Bernard started by talking about the team spirit back he experience when he first arrived in Napa Valley as the winemakers were willing to share everything that they were doing, since they were working toward a greater good to get California wines on the map.  Fast forward 40 years and he said that spirit of cooperation is still strong.  What has changed is the independence of some of the winemakers as they are now owned by large conglomerates and don’t have the freedom to share as they have in the past.

His retirement from Clos de Val had lasted for about six months when he was approached by a former colleague, Don Chase, at a Napa Valley coffee shop.  That cup of coffee led to the formation of Polaris Wines, who recently launched Heritance Wines.  The name Heritance, which focuses on Napa Valley Cabernet and Sauvignon Blanc (signature wines of France) is a combination of “heritage” and “inheritance.”  Since Bernard comes from nine generations of winemaking beginning in the 1600s, his heritage is evident.  He talked about being born in the same bedroom as his father and grandfather in Cognac, France.  “Inheritance” refers to his father, who was the regisseur of Chateau Lafite, one of the most highly regarded estates in the world, who taught him the wine business.

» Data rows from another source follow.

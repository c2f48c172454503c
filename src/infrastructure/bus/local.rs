//! In-process bus backing the standalone binary
//!
//! Routes called numbers through a static table and registered users,
//! accepts `local/` destinations as auto-answering legs, records
//! registrations, and refuses media relays so calls fall back to on-hold SDP.

use super::events::CallEvent;
use super::messages::{BusReply, BusRequest, RegisterRequest};
use super::MessageBus;
use parking_lot::Mutex;
use std::collections::HashMap;
use tracing::{debug, info, warn};

pub struct LocalBus {
    routes: HashMap<String, String>,
    registrations: Mutex<HashMap<String, RegisterRequest>>,
}

impl LocalBus {
    pub fn new(routes: HashMap<String, String>) -> Self {
        Self {
            routes,
            registrations: Mutex::new(HashMap::new()),
        }
    }

    /// Contact registered for `username`
    pub fn registration(&self, username: &str) -> Option<String> {
        self.registrations
            .lock()
            .get(username)
            .map(|r| r.data.clone())
    }

    fn route(&self, called: Option<&str>) -> Option<String> {
        let called = called?;
        self.routes
            .get(called)
            .cloned()
            .or_else(|| self.registration(called))
    }
}

#[async_trait::async_trait]
impl MessageBus for LocalBus {
    async fn dispatch(&self, request: BusRequest) -> Option<BusReply> {
        debug!("Local bus dispatching {}", request.name());
        match request {
            BusRequest::Route(route) => {
                let destination = self.route(route.called.as_deref())?;
                info!(
                    "Routing {} -> {} to {}",
                    route.caller.as_deref().unwrap_or("-"),
                    route.called.as_deref().unwrap_or("-"),
                    destination
                );
                Some(BusReply::Routed { destination })
            }
            BusRequest::Execute(execute) if execute.callto.starts_with("local/") => {
                Some(BusReply::Executed {
                    target_id: None,
                    forward_accepted: false,
                })
            }
            BusRequest::Execute(execute) => {
                warn!("No local handler for destination {}", execute.callto);
                None
            }
            BusRequest::RelayAllocate(_) | BusRequest::RelayStart(_) => None,
            BusRequest::Register(register) => {
                let username = register.username.clone()?;
                info!("Registered {} at {}", username, register.data);
                self.registrations.lock().insert(username, register);
                Some(BusReply::Registered)
            }
            BusRequest::Unregister(register) => {
                let username = register.username?;
                let removed = self.registrations.lock().remove(&username);
                info!("Unregistered {}", username);
                removed.map(|_| BusReply::Registered)
            }
        }
    }

    fn publish(&self, event: CallEvent) {
        match serde_json::to_string(&event) {
            Ok(json) => info!(target: "sipchan::events", "{}", json),
            Err(e) => warn!("Failed to serialize {}: {}", event.metadata.event_type, e),
        }
    }
}

#[cfg(test)]
mod tests {
    use super::*;
    use crate::infrastructure::bus::{ExecuteRequest, RouteRequest};

    fn route(called: &str) -> BusRequest {
        BusRequest::Route(RouteRequest {
            caller: Some("alice".into()),
            called: Some(called.into()),
            uri: format!("sip:{}@10.0.0.1", called),
            from: "<sip:alice@10.0.0.5>".into(),
            call_id: "c1".into(),
            contact: None,
            user_agent: None,
            received: "10.0.0.5:5060".parse().unwrap(),
            forward: None,
        })
    }

    fn register(expires: &str) -> RegisterRequest {
        RegisterRequest {
            username: Some("bob".into()),
            data: "sip/sip:bob@10.0.0.7:5060".into(),
            expires: Some(expires.into()),
            received: "10.0.0.7:5060".parse().unwrap(),
        }
    }

    #[tokio::test]
    async fn test_routes_from_table_and_registrations() {
        let bus = LocalBus::new(HashMap::from([("100".to_string(), "local/echo".to_string())]));
        assert_eq!(
            bus.dispatch(route("100")).await,
            Some(BusReply::Routed {
                destination: "local/echo".into()
            })
        );
        assert_eq!(bus.dispatch(route("bob")).await, None);

        bus.dispatch(BusRequest::Register(register("3600"))).await;
        assert_eq!(
            bus.dispatch(route("bob")).await,
            Some(BusReply::Routed {
                destination: "sip/sip:bob@10.0.0.7:5060".into()
            })
        );

        assert!(bus.dispatch(BusRequest::Unregister(register("0"))).await.is_some());
        assert_eq!(bus.registration("bob"), None);
    }

    #[tokio::test]
    async fn test_execute_accepts_local_only() {
        let bus = LocalBus::new(HashMap::new());
        let local = ExecuteRequest {
            callto: "local/echo".into(),
            ..Default::default()
        };
        assert!(matches!(
            bus.dispatch(BusRequest::Execute(local)).await,
            Some(BusReply::Executed { target_id: None, .. })
        ));
        let remote = ExecuteRequest {
            callto: "sip/sip:bob@10.0.0.7".into(),
            ..Default::default()
        };
        assert_eq!(bus.dispatch(BusRequest::Execute(remote)).await, None);
    }
}
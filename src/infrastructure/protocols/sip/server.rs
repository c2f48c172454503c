//! SIP endpoint: UDP transport, transaction engine and event dispatch
//!
//! `EventProcessor` is the synchronous half of the loop. It drains engine
//! events and hands them to bound connections or to new-request handling,
//! spawning anything that must wait on the bus. `SipEndpoint` wraps it with
//! the socket and runs the receive/tick/transmit cycle.

use super::builder::reason_phrase;
use super::connection::Connection;
use super::context::{SipContext, SipSettings};
use super::dialog::Dialog;
use super::message::{SipError, SipHeaders, SipMethod};
use super::registrar;
use super::routing::{RoutingGate, RoutingTask};
use super::sdp::parse_offer;
use super::transaction::{SipEngine, SipEvent, Transaction, TransactionEngine};
use super::transport::{OutgoingMessage, UdpTransport};
use crate::domain::shared::SipUri;
use crate::infrastructure::bus::{MediaForward, MessageBus, RouteRequest};
use crate::infrastructure::media::codec::CodecPolicy;
use metrics::counter;
use std::net::SocketAddr;
use std::sync::Arc;
use std::time::Duration;
use tokio::sync::watch;
use tokio::task::JoinSet;
use tokio::time::Instant;
use tracing::{debug, info, warn};

/// How long one loop iteration waits for a datagram
const POLL_INTERVAL: Duration = Duration::from_millis(20);

/// Drains the transaction engine, handing each event to the call leg it
/// belongs to or starting routing for a new INVITE.
pub struct EventProcessor {
    engine: Box<dyn TransactionEngine>,
    ctx: Arc<SipContext>,
    gate: Arc<RoutingGate>,
    tasks: JoinSet<()>,
}

impl EventProcessor {
    pub fn new(engine: Box<dyn TransactionEngine>, ctx: Arc<SipContext>) -> Self {
        let gate = RoutingGate::new(ctx.settings.max_pending_routes);
        Self {
            engine,
            ctx,
            gate,
            tasks: JoinSet::new(),
        }
    }

    pub fn context(&self) -> &Arc<SipContext> {
        &self.ctx
    }

    pub fn gate(&self) -> &Arc<RoutingGate> {
        &self.gate
    }

    pub fn feed(&mut self, data: &[u8], source: SocketAddr) {
        self.engine.feed(data, source);
    }

    pub fn poll_transmit(&mut self) -> Option<OutgoingMessage> {
        self.engine.poll_transmit()
    }

    pub fn tick(&mut self, now: Instant) {
        self.engine.tick(now);
    }

    /// Handle every queued event; returns how many there were
    pub fn step(&mut self) -> usize {
        while self.tasks.try_join_next().is_some() {}

        let mut handled = 0;
        while let Some(event) = self.engine.next_event() {
            self.dispatch(event);
            handled += 1;
        }
        handled
    }

    /// Wait for all spawned routing and follow-up tasks
    pub async fn wait_tasks(&mut self) {
        while let Some(result) = self.tasks.join_next().await {
            if let Err(e) = result {
                warn!("SIP task failed: {}", e);
            }
        }
    }

    fn dispatch(&mut self, event: SipEvent) {
        if let Some(handle) = event.transaction.user_data() {
            match self.ctx.registry.find(&handle) {
                Some(connection) => {
                    let followups = connection.lock().process(&event);
                    for followup in followups {
                        self.tasks
                            .spawn(Connection::run_followup(connection.clone(), followup));
                    }
                    return;
                }
                None => {
                    debug!("Transaction bound to vanished call {}", handle);
                    event.transaction.set_user_data(None);
                }
            }
        }

        if event.is_new_request() && self.incoming(&event.transaction) {
            return;
        }
        self.engine.process_event(event);
    }

    /// New-request handling; false leaves the request to the engine
    fn incoming(&mut self, transaction: &Transaction) -> bool {
        let transaction = transaction.clone();
        match transaction.initial_request().method() {
            Some(SipMethod::Invite) => self.invite(transaction),
            Some(SipMethod::Bye) => self.bye(transaction),
            Some(SipMethod::Cancel) => self.cancel(transaction),
            Some(SipMethod::Register) if self.ctx.settings.registrar => {
                self.register(transaction)
            }
            _ => return false,
        }
        true
    }

    fn invite(&mut self, transaction: Transaction) {
        if self.ctx.is_exiting() {
            warn!("Dropping call, shutting down");
            transaction.set_response(500, "Server Shutting Down");
            return;
        }

        let request = transaction.initial_request();
        if request.to_tag().is_some() {
            let dialog = Dialog::from_incoming(request, None);
            match self.ctx.registry.find_by_dialog(&dialog) {
                Some(connection) => {
                    self.tasks.spawn(async move {
                        Connection::reinvite(&connection, transaction).await;
                    });
                }
                None => {
                    warn!("Got re-INVITE for missing dialog {}", dialog);
                    transaction.set_response(481, reason_phrase(481));
                }
            }
            return;
        }

        let Some(permit) = self.gate.admit(&transaction) else {
            warn!(
                "Dropping call, there are already {} waiting",
                self.gate.in_flight()
            );
            counter!("sip_routing_total", "outcome" => "rejected").increment(1);
            transaction.set_response(503, reason_phrase(503));
            return;
        };

        let route = self.route_request(&transaction);
        let task = RoutingTask::new(self.ctx.clone(), transaction, route, permit);
        self.tasks.spawn(async move {
            task.run().await;
        });
    }

    fn route_request(&self, transaction: &Transaction) -> RouteRequest {
        let request = transaction.initial_request();
        let uri = request.uri().to_string();
        let forward = request
            .sdp()
            .map(|body| parse_offer(body, &self.ctx.codecs))
            .and_then(|offer| {
                Some(MediaForward {
                    address: offer.address?,
                    port: offer.port,
                    codecs: offer.codecs,
                })
            });

        RouteRequest {
            caller: request
                .from_uri()
                .and_then(|u| u.user().map(String::from)),
            called: SipUri::parse(&uri)
                .ok()
                .and_then(|u| u.user().map(String::from)),
            uri,
            from: request.from_value().unwrap_or_default(),
            call_id: transaction.call_id(),
            contact: request.contact(),
            user_agent: request.user_agent(),
            received: transaction.peer(),
            forward,
        }
    }

    fn bye(&mut self, transaction: Transaction) {
        let dialog = Dialog::from_incoming(transaction.initial_request(), None);
        match self.ctx.registry.find_by_dialog(&dialog) {
            Some(connection) => connection.lock().bye(&transaction),
            None => {
                debug!("BYE for unknown dialog {}", dialog);
                transaction.set_response(481, reason_phrase(481));
            }
        }
    }

    fn cancel(&mut self, transaction: Transaction) {
        let call_id = transaction.call_id();
        if let Some(connection) = self.ctx.registry.find_by_call_id(&call_id) {
            connection.lock().cancel(&transaction);
            return;
        }

        // still waiting on the routing decision
        if let Some(invite) = self.gate.pending(&call_id) {
            if invite.set_response(487, reason_phrase(487)) {
                debug!("Cancelled {} while routing", call_id);
                transaction.set_response(200, reason_phrase(200));
                return;
            }
        }
        transaction.set_response(481, reason_phrase(481));
    }

    fn register(&mut self, transaction: Transaction) {
        if let Some(request) = registrar::prepare(&self.ctx, &transaction) {
            self.tasks
                .spawn(registrar::complete(self.ctx.clone(), transaction, request));
        }
    }
}

/// UDP SIP endpoint owning the socket and the transaction engine
pub struct SipEndpoint {
    transport: UdpTransport,
    processor: EventProcessor,
}

impl SipEndpoint {
    pub async fn bind(
        bind_addr: SocketAddr,
        bus: Arc<dyn MessageBus>,
        codecs: CodecPolicy,
        settings: SipSettings,
    ) -> Result<Self, SipError> {
        let transport = UdpTransport::bind_with_fallback(bind_addr).await?;
        let local_addr = transport.local_addr()?;
        let engine = SipEngine::new(local_addr, settings.registrar);
        let ctx = SipContext::new(bus, engine.handle(), codecs, settings);
        Ok(Self {
            transport,
            processor: EventProcessor::new(Box::new(engine), ctx),
        })
    }

    pub fn context(&self) -> Arc<SipContext> {
        self.processor.context().clone()
    }

    pub fn local_addr(&self) -> Result<SocketAddr, SipError> {
        self.transport.local_addr()
    }

    async fn flush(&mut self) {
        while let Some(message) = self.processor.poll_transmit() {
            if let Err(e) = self.transport.send(&message).await {
                warn!("Failed to send to {}: {}", message.destination, e);
            }
        }
    }

    /// Run until `shutdown` changes or its sender is dropped
    pub async fn run(mut self, mut shutdown: watch::Receiver<bool>) {
        info!("SIP endpoint running on {:?}", self.transport.local_addr().ok());

        loop {
            tokio::select! {
                _ = shutdown.changed() => break,
                received = self.transport.recv_timeout(POLL_INTERVAL) => match received {
                    Ok(Some((data, source))) => self.processor.feed(&data, source),
                    Ok(None) => {}
                    Err(e) => warn!("Error reading SIP socket: {}", e),
                },
            }

            self.processor.tick(Instant::now());
            self.processor.step();
            self.flush().await;
        }

        // last hangups queued by the shutdown
        self.processor.step();
        self.flush().await;
        info!("SIP endpoint stopped");
    }
}
#[cfg(test)]
mod tests {
    use super::*;
    use crate::infrastructure::bus::{MockMessageBus, RelayGrant};
    use crate::infrastructure::media::codec::CodecPolicy;
    use crate::infrastructure::protocols::sip::context::SipSettings;
    use crate::infrastructure::protocols::sip::message::{SipRequest, SipResponse};
    use crate::infrastructure::protocols::sip::transaction::{SipEngine, TransactionEngine};
    use std::sync::atomic::{AtomicUsize, Ordering};

    const OFFER: &str = "v=0\r\n\
        o=alice 1 1 IN IP4 10.0.0.5\r\n\
        s=call\r\n\
        c=IN IP4 10.0.0.5\r\n\
        t=0 0\r\n\
        m=audio 20000 RTP/AVP 8 0 101\r\n";

    fn invite(branch: &str, body: Option<&str>) -> Vec<u8> {
        let body = body.unwrap_or_default();
        format!(
            "INVITE sip:100@127.0.0.1 SIP/2.0\r\n\
             Via: SIP/2.0/UDP 127.0.0.1:5070;branch={branch}\r\n\
             From: <sip:alice@127.0.0.1>;tag=caller\r\n\
             To: <sip:100@127.0.0.1>\r\n\
             Call-ID: {branch}@test\r\n\
             CSeq: 1 INVITE\r\n\
             Contact: <sip:alice@127.0.0.1:5070>\r\n\
             Content-Type: application/sdp\r\n\
             Content-Length: {}\r\n\r\n{body}",
            body.len()
        )
        .into_bytes()
    }

    fn cancel(branch: &str) -> Vec<u8> {
        format!(
            "CANCEL sip:100@127.0.0.1 SIP/2.0\r\n\
             Via: SIP/2.0/UDP 127.0.0.1:5070;branch={branch}\r\n\
             From: <sip:alice@127.0.0.1>;tag=caller\r\n\
             To: <sip:100@127.0.0.1>\r\n\
             Call-ID: {branch}@test\r\n\
             CSeq: 1 CANCEL\r\n\
             Content-Length: 0\r\n\r\n"
        )
        .into_bytes()
    }

    fn route() -> RouteRequest {
        RouteRequest {
            caller: Some("alice".into()),
            called: Some("100".into()),
            uri: "sip:100@127.0.0.1".into(),
            from: "<sip:alice@127.0.0.1>".into(),
            call_id: "test".into(),
            contact: None,
            user_agent: None,
            received: "127.0.0.1:5070".parse().unwrap(),
            forward: None,
        }
    }

    fn setup(bus: MockMessageBus) -> (SipEngine, Arc<SipContext>) {
        let engine = SipEngine::new("127.0.0.1:5060".parse().unwrap(), false);
        let ctx = SipContext::new(
            Arc::new(bus),
            engine.handle(),
            CodecPolicy::default(),
            SipSettings::default(),
        );
        (engine, ctx)
    }

    fn responses(engine: &mut SipEngine) -> Vec<SipResponse> {
        let mut out = Vec::new();
        while let Some(msg) = engine.poll_transmit() {
            if let Ok(SipMessage::Response(resp)) = SipMessage::parse(&msg.data) {
                out.push(resp);
            }
        }
        out
    }

    fn peer() -> SocketAddr {
        "127.0.0.1:5070".parse().unwrap()
    }

    fn execute() -> ExecuteRequest {
        ExecuteRequest {
            callto: "sip/sip:200@127.0.0.1:5070".into(),
            id: Some("local/1".into()),
            caller: Some("100".into()),
            ..Default::default()
        }
    }

    fn sent_invite(engine: &mut SipEngine) -> SipRequest {
        std::iter::from_fn(|| engine.poll_transmit())
            .find_map(|m| match SipMessage::parse(&m.data) {
                Ok(SipMessage::Request(request)) => Some(request),
                _ => None,
            })
            .unwrap()
    }

    /// Response of the called phone to our INVITE
    fn reply(invite: &SipRequest, status: &str, body: Option<&str>) -> Vec<u8> {
        let body = body.unwrap_or_default();
        format!(
            "SIP/2.0 {status}\r\n\
             Via: {}\r\n\
             From: {}\r\n\
             To: {};tag=phone\r\n\
             Call-ID: {}\r\n\
             CSeq: 1 INVITE\r\n\
             Content-Type: application/sdp\r\n\
             Content-Length: {}\r\n\r\n{body}",
            invite.top_via().unwrap(),
            invite.from_value().unwrap(),
            invite.to_value().unwrap(),
            invite.call_id().unwrap(),
            body.len()
        )
        .into_bytes()
    }

    /// Feed a response and run whatever bus work it asks for
    async fn deliver(engine: &mut SipEngine, conn: &ConnectionRef, data: &[u8]) {
        engine.feed(data, peer());
        while let Some(event) = engine.next_event() {
            let followups = conn.lock().process(&event);
            for followup in followups {
                Connection::run_followup(conn.clone(), followup).await;
            }
        }
    }

    fn recorded(events: &Arc<Mutex<Vec<CallEventKind>>>) -> MockMessageBus {
        let mut bus = MockMessageBus::new();
        let events = events.clone();
        bus.expect_publish()
            .returning(move |event| events.lock().push(event.kind));
        bus
    }

    #[tokio::test]
    async fn test_answer_allocates_relay() {
        let mut bus = MockMessageBus::new();
        bus.expect_publish().returning(|_| ());
        bus.expect_dispatch().returning(|request| match request {
            BusRequest::RelayAllocate(relay) => {
                assert_eq!(relay.remote_ip.as_deref(), Some("10.0.0.5"));
                assert_eq!(relay.remote_port, Some(20000));
                Some(BusReply::Relay(RelayGrant {
                    relay_id: "rtp/1".into(),
                    local_ip: Some("192.168.1.1".into()),
                    local_port: Some(30000),
                    format: None,
                }))
            }
            _ => None,
        });
        let (mut engine, ctx) = setup(bus);
        engine.feed(&invite("z9hG4bKa1", Some(OFFER)), peer());
        let tr = engine.next_event().unwrap().transaction;
        responses(&mut engine);

        let conn = Connection::incoming(&ctx, &tr, &route()).await.unwrap();
        assert_eq!(tr.user_data().as_ref(), Some(conn.handle()));
        assert_eq!(conn.lock().format(), Some(Codec::Alaw));

        assert!(Connection::answer(&conn, None).await);
        let sent = responses(&mut engine);
        assert_eq!(sent[0].status_code(), 200);
        let body = sent[0].sdp().unwrap();
        assert!(body.contains("c=IN IP4 192.168.1.1\r\n"));
        assert!(body.contains("m=audio 30000 RTP/AVP 8 101\r\n"));

        let conn = conn.lock();
        assert_eq!(conn.state(), CallState::Established);
        assert_eq!(conn.bye_state(), ByeState::Confirmed);
        assert_eq!(conn.relay(), &RelayState::Allocated("rtp/1".into()));
    }

    #[tokio::test]
    async fn test_answer_without_remote_address_is_held() {
        let mut bus = MockMessageBus::new();
        bus.expect_publish().returning(|_| ());
        bus.expect_dispatch().never();
        let (mut engine, ctx) = setup(bus);
        engine.feed(&invite("z9hG4bKa2", None), peer());
        let tr = engine.next_event().unwrap().transaction;
        responses(&mut engine);

        let conn = Connection::incoming(&ctx, &tr, &route()).await.unwrap();
        assert!(Connection::answer(&conn, None).await);
        let sent = responses(&mut engine);
        let body = sent[0].sdp().unwrap();
        assert!(body.contains("c=IN IP4 0.0.0.0\r\n"));
        assert!(body.contains("m=audio 1 RTP/AVP"));
        assert_eq!(conn.lock().relay(), &RelayState::Placeholder);

        // a second answer finds nothing pending
        assert!(!Connection::answer(&conn, None).await);
    }

    #[tokio::test]
    async fn test_cancel_before_answer() {
        let mut bus = MockMessageBus::new();
        bus.expect_publish().returning(|_| ());
        let (mut engine, ctx) = setup(bus);
        engine.feed(&invite("z9hG4bKa3", None), peer());
        let tr = engine.next_event().unwrap().transaction;
        let conn = Connection::incoming(&ctx, &tr, &route()).await.unwrap();
        responses(&mut engine);

        engine.feed(&cancel("z9hG4bKa3"), peer());
        let cancel_tr = engine.next_event().unwrap().transaction;
        conn.lock().cancel(&cancel_tr);

        let codes: Vec<u16> = responses(&mut engine).iter().map(|r| r.status_code()).collect();
        assert!(codes.contains(&200));
        assert!(codes.contains(&487));
        assert_eq!(tr.final_response(), Some((487, "Cancelled".to_string())));
        assert_eq!(conn.lock().state(), CallState::Cleared);
        assert!(ctx.registry.is_empty());
        assert_eq!(tr.user_data(), None);
    }

    #[tokio::test]
    async fn test_hangup_runs_once_and_releases_relay_once() {
        let released = Arc::new(AtomicUsize::new(0));
        let hangups = Arc::new(AtomicUsize::new(0));
        let mut bus = MockMessageBus::new();
        let (r, h) = (released.clone(), hangups.clone());
        bus.expect_publish().returning(move |event| match event.kind {
            CallEventKind::RelayReleased { .. } => {
                r.fetch_add(1, Ordering::SeqCst);
            }
            CallEventKind::Hangup { .. } => {
                h.fetch_add(1, Ordering::SeqCst);
            }
            _ => {}
        });
        bus.expect_dispatch().returning(|_| {
            Some(BusReply::Relay(RelayGrant {
                relay_id: "rtp/9".into(),
                local_ip: None,
                local_port: Some(30002),
                format: None,
            }))
        });
        let (mut engine, ctx) = setup(bus);
        engine.feed(&invite("z9hG4bKa4", Some(OFFER)), peer());
        let tr = engine.next_event().unwrap().transaction;
        let conn = Connection::incoming(&ctx, &tr, &route()).await.unwrap();
        assert!(Connection::answer(&conn, None).await);

        conn.lock().hangup();
        conn.lock().hangup();
        assert_eq!(released.load(Ordering::SeqCst), 1);
        assert_eq!(hangups.load(Ordering::SeqCst), 1);
        let conn = conn.lock();
        assert_eq!(conn.bye_state(), ByeState::ByeSent);
        assert_eq!(conn.relay(), &RelayState::Unallocated);

        // the BYE goes to the caller's Contact
        let bye = std::iter::from_fn(|| engine.poll_transmit())
            .find(|m| m.data.starts_with(b"BYE "))
            .unwrap();
        assert_eq!(bye.destination, peer());
    }

    #[tokio::test]
    async fn test_ringing_sent_each_time_announced_once() {
        let events = Arc::new(Mutex::new(Vec::new()));
        let (mut engine, ctx) = setup(recorded(&events));
        engine.feed(&invite("z9hG4bKa5", None), peer());
        let tr = engine.next_event().unwrap().transaction;
        let conn = Connection::incoming(&ctx, &tr, &route()).await.unwrap();
        responses(&mut engine);

        assert!(conn.lock().ringing(None));
        assert!(conn.lock().ringing(None));
        let codes: Vec<u16> = responses(&mut engine).iter().map(|r| r.status_code()).collect();
        assert_eq!(codes, vec![180, 180]);
        assert_eq!(conn.lock().state(), CallState::Ringing);

        let ringing = events
            .lock()
            .iter()
            .filter(|kind| matches!(kind, CallEventKind::Ringing { .. }))
            .count();
        assert_eq!(ringing, 1);
    }

    #[tokio::test]
    async fn test_cancel_after_answer_gets_481() {
        let mut bus = MockMessageBus::new();
        bus.expect_publish().returning(|_| ());
        let (mut engine, ctx) = setup(bus);
        engine.feed(&invite("z9hG4bKa6", None), peer());
        let tr = engine.next_event().unwrap().transaction;
        let conn = Connection::incoming(&ctx, &tr, &route()).await.unwrap();
        assert!(Connection::answer(&conn, None).await);
        responses(&mut engine);

        engine.feed(&cancel("z9hG4bKa6"), peer());
        let cancel_tr = std::iter::from_fn(|| engine.next_event())
            .find(|event| event.is_new_request())
            .unwrap()
            .transaction;
        conn.lock().cancel(&cancel_tr);

        let codes: Vec<u16> = responses(&mut engine).iter().map(|r| r.status_code()).collect();
        assert_eq!(codes, vec![481]);
        assert_eq!(conn.lock().state(), CallState::Established);
        assert_eq!(ctx.registry.len(), 1);
    }

    #[tokio::test]
    async fn test_outgoing_ringing_with_relay_starts_it_and_hides_remote() {
        let events = Arc::new(Mutex::new(Vec::new()));
        let starts = Arc::new(Mutex::new(Vec::new()));
        let mut bus = recorded(&events);
        let seen = starts.clone();
        bus.expect_dispatch().returning(move |request| {
            if let BusRequest::RelayStart(relay) = &request {
                seen.lock().push((relay.remote_ip.clone(), relay.remote_port));
            }
            Some(BusReply::Relay(RelayGrant {
                relay_id: "rtp/7".into(),
                local_ip: Some("192.168.1.1".into()),
                local_port: Some(30004),
                format: None,
            }))
        });
        let (mut engine, ctx) = setup(bus);
        let conn = Connection::outgoing(&ctx, execute()).await.unwrap();
        assert_eq!(conn.lock().relay(), &RelayState::Allocated("rtp/7".into()));
        let invite = sent_invite(&mut engine);

        let early = "v=0\r\n\
            o=phone 1 1 IN IP4 10.0.0.9\r\n\
            s=call\r\n\
            c=IN IP4 10.0.0.9\r\n\
            t=0 0\r\n\
            m=audio 40000 RTP/AVP 8\r\n";
        deliver(&mut engine, &conn, &reply(&invite, "180 Ringing", Some(early))).await;
        deliver(&mut engine, &conn, &reply(&invite, "180 Ringing", Some(early))).await;

        assert_eq!(conn.lock().state(), CallState::Ringing);
        assert_eq!(
            starts.lock().as_slice(),
            &[(Some("10.0.0.9".to_string()), Some(40000))]
        );
        let ringing: Vec<CallEventKind> = events
            .lock()
            .iter()
            .filter(|kind| matches!(kind, CallEventKind::Ringing { .. }))
            .cloned()
            .collect();
        assert_eq!(ringing, vec![CallEventKind::Ringing { forward: None }]);
    }

    #[tokio::test]
    async fn test_outgoing_failure_becomes_hangup_reason() {
        let events = Arc::new(Mutex::new(Vec::new()));
        let mut bus = recorded(&events);
        bus.expect_dispatch().returning(|_| None);
        let (mut engine, ctx) = setup(bus);
        let conn = Connection::outgoing(&ctx, execute()).await.unwrap();
        let invite = sent_invite(&mut engine);

        deliver(&mut engine, &conn, &reply(&invite, "486 Busy Here", None)).await;

        assert_eq!(conn.lock().state(), CallState::Cleared);
        assert!(ctx.registry.is_empty());
        let hangup = events.lock().iter().find_map(|kind| match kind {
            CallEventKind::Hangup { code, .. } => Some(*code),
            _ => None,
        });
        assert_eq!(hangup, Some(486));
    }

    #[test]
    fn test_contact_address() {
        assert_eq!(
            contact_address("<sip:bob@10.0.0.7:5062>"),
            Some("10.0.0.7:5062".parse().unwrap())
        );
        assert_eq!(
            contact_address("sip:bob@10.0.0.7"),
            Some("10.0.0.7:5060".parse().unwrap())
        );
        assert_eq!(contact_address("<sip:bob@example.com>"), None);
    }
}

With the understanding that he would only make the wine and not handle the operations, he went about the business of putting his winemaking style, which he describes as “balance, elegance and complexity,” to good use.  This time he sources the best grapes throughout Napa Valley.

Bernard Portet

We tried the following line-up of the Heritance wines (and in the spirit of full disclosure, I’d buy any one of them):

Bernard Portet

–          2010 Heritance Sauvignon Blanc, a blend of Sauvignon Blanc and Semillon, this had lots of tropical fruit and was very refreshing.

–          2011 Heritance Sauvignon Blanc, also a blend of Sauvignon Blanc and Rousanne.  Bernard described the texture almost as a drop of olive oil and he was right.  It was full of tropical fruit, guava and was very rich and complex.

–          2011 Pinot Noir, the wine was made in a Burgundian style with creamy notes of cherry, spice and great balance.  This is the first vintage of this wine.

–          2008 Heritance Cabernet, delivered with notes of balsamic, oak, black fruit, tobacco and floral notes.

Our last wine was an Argentine Malbec named Nandu.  On one of his trips, Bernard found some great vineyards in southern Mendoza and decided to make a wine there.  We tried the 2010 Malbec that was soft and full of blackberry, herbs, blueberry and cranberry.  I would bet this Malbec would convert non-Malbec drinkers.

Bernard described Heritance as a “virtual winery without walls.”  His goal is to make complex and complete wines that go well with food.  I, for one, am very glad that he didn’t retire. There is a great deal of “heritance” that is still yet to come.